Era un uomo dalla forte dignità, e di una intransigente indipendenza, non era accettabile per lui vivere così.

Prima, però, doveva dimostrarmi il suo amore.
Privata di ogni sovrastruttura piangevo come una bambina e mi addormentavo sulla sua spalla, nei lunghi pomeriggi al suo capezzale. Siamo stati insieme come mai era successo. E ho avuto l’onore di poter curare il suo corpo, lavarlo e baciargli le guance scavate. Ho avuto il dono di poterlo amare come mai avevo potuto fare.

In una notte d’inizio dicembre, in silenzio così come è vissuto, se n’è andato. Mi ha permesso di stargli accanto fino al suo ultimo respiro.

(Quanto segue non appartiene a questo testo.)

#![allow(dead_code)]

use face_attendance::core::recognizer::l2_normalize;
use face_attendance::{AppState, AttendanceStore, Config, Embedding, FaceBox, FaceEngine};
use image::{DynamicImage, ImageOutputFormat, Rgb, RgbImage};
use std::io::Cursor;
use std::sync::Arc;

/// Finds one face in the middle of any image that is not entirely black and
/// embeds it as the colour at its centre, so a photo's colour is its identity.
pub struct ColorEngine;

impl FaceEngine for ColorEngine {
    fn detect(&self, image: &DynamicImage) -> face_attendance::Result<Vec<FaceBox>> {
        if image.to_rgb8().pixels().all(|p| p.0 == [0, 0, 0]) {
            return Ok(Vec::new());
        }
        let (w, h) = (image.width() as f32, image.height() as f32);
        Ok(vec![FaceBox {
            x1: w * 0.25,
            y1: h * 0.25,
            x2: w * 0.75,
            y2: h * 0.75,
            confidence: 0.98,
        }])
    }

    fn embed(&self, image: &DynamicImage, face: &FaceBox) -> face_attendance::Result<Embedding> {
        let rgb = image.to_rgb8();
        let cx = ((face.x1 + face.x2) / 2.0) as u32;
        let cy = ((face.y1 + face.y2) / 2.0) as u32;
        let p = rgb.get_pixel(cx.min(rgb.width() - 1), cy.min(rgb.height() - 1));
        Ok(l2_normalize(p.0.iter().map(|&c| c as f32 + 1.0).collect()))
    }
}

/// A photo with some texture so quality scoring sees contrast.
pub fn photo(color: [u8; 3]) -> DynamicImage {
    DynamicImage::ImageRgb8(RgbImage::from_fn(96, 96, |x, y| {
        if (x + y) % 2 == 0 {
            Rgb(color)
        } else {
            Rgb([color[0] / 2, color[1] / 2, color[2] / 2])
        }
    }))
}

pub fn png(image: &DynamicImage) -> Vec<u8> {
    let mut buf = Cursor::new(Vec::new());
    image
        .write_to(&mut buf, ImageOutputFormat::Png)
        .expect("encode png");
    buf.into_inner()
}

pub fn test_config() -> Config {
    let mut config = Config::default();
    config.server.enable_camera = false;
    config.registration.min_quality = 0.1;
    config.registration.store_photos = false;
    config.recognition.frame_scale = 1.0;
    config.recognition.process_every_n_frames = 1;
    config.matching.threshold = 0.99;
    config
}

pub fn test_state() -> AppState {
    let store = AttendanceStore::open_in_memory().expect("in-memory store");
    AppState::new(test_config(), store, Arc::new(ColorEngine), None).expect("state")
}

Solo io e lui, col vento di levante che sembrava entrare dentro, e forse è entrato e se l’è portato via. Il mio Sciamano, mio padre.

Prima di lasciarmi mi ha insegnato che sono una donna forte, che ho un cuore grande, che posso farcela perché ho spalle robuste abituate alla tempesta, ma soprattutto che non sono invisibile e che non ho bisogno di elemosinare l’amore.

Ora forse so cosa significa vivere per imparare a morire, l’ho imparato da mio padre.

Ho voluto raccontare questa storia perché può essere utile a qualcuno. A volte basta cambiare il punto di vista e la narrazione degli eventi.

Grazie a questo cambio di prospettiva ho potuto guarire credenze e vecchie cicatrici, trovare tesori dentro pozzi melmosi.

Ti auguro di raccontare la tua storia come farebbe un Bardo ispirato.
Trasforma tristi trame in meravigliosi epiloghi.